Segment Start: Input records

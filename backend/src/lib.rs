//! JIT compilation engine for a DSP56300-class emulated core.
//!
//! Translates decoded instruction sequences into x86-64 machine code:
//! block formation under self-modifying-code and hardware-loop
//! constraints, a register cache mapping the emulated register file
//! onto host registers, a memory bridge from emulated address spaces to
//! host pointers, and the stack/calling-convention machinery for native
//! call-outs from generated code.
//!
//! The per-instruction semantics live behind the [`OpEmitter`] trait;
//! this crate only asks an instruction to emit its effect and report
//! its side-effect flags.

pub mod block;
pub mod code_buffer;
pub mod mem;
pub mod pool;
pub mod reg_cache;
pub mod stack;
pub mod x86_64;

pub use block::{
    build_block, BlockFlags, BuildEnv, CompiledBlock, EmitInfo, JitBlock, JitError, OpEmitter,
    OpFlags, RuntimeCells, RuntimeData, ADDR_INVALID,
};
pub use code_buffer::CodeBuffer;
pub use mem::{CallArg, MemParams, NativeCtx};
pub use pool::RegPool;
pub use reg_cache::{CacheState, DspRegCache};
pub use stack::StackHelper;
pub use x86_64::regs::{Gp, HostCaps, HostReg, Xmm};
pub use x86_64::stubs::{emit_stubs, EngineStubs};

Segment End: Input records

Your instructions.
Can you give every line above again, exactly as written?

Answer for this exercise.
filename backend/src/lib.rs
//! JIT compilation engine for a DSP56300-class emulated core.
//!
//! Translates decoded instruction sequences into x86-64 machine code:
//! block formation under self-modifying-code and hardware-loop
//! constraints, a register cache mapping the emulated register file
//! onto host registers, a memory bridge from emulated address spaces to
//! host pointers, and the stack/calling-convention machinery for native
//! call-outs from generated code.
//!
//! The per-instruction semantics live behind the [`OpEmitter`] trait;
//! this crate only asks an instruction to emit its effect and report
//! its side-effect flags.

pub mod block;
pub mod code_buffer;
pub mod mem;
pub mod pool;
pub mod reg_cache;
pub mod stack;
pub mod x86_64;

pub use block::{
    build_block, BlockFlags, BuildEnv, CompiledBlock, EmitInfo, JitBlock, JitError, OpEmitter,
    OpFlags, RuntimeCells, RuntimeData, ADDR_INVALID,
};
pub use code_buffer::CodeBuffer;
pub use mem::{CallArg, MemParams, NativeCtx};
pub use pool::RegPool;
pub use reg_cache::{CacheState, DspRegCache};
pub use stack::StackHelper;
pub use x86_64::regs::{Gp, HostCaps, HostReg, Xmm};
pub use x86_64::stubs::{emit_stubs, EngineStubs};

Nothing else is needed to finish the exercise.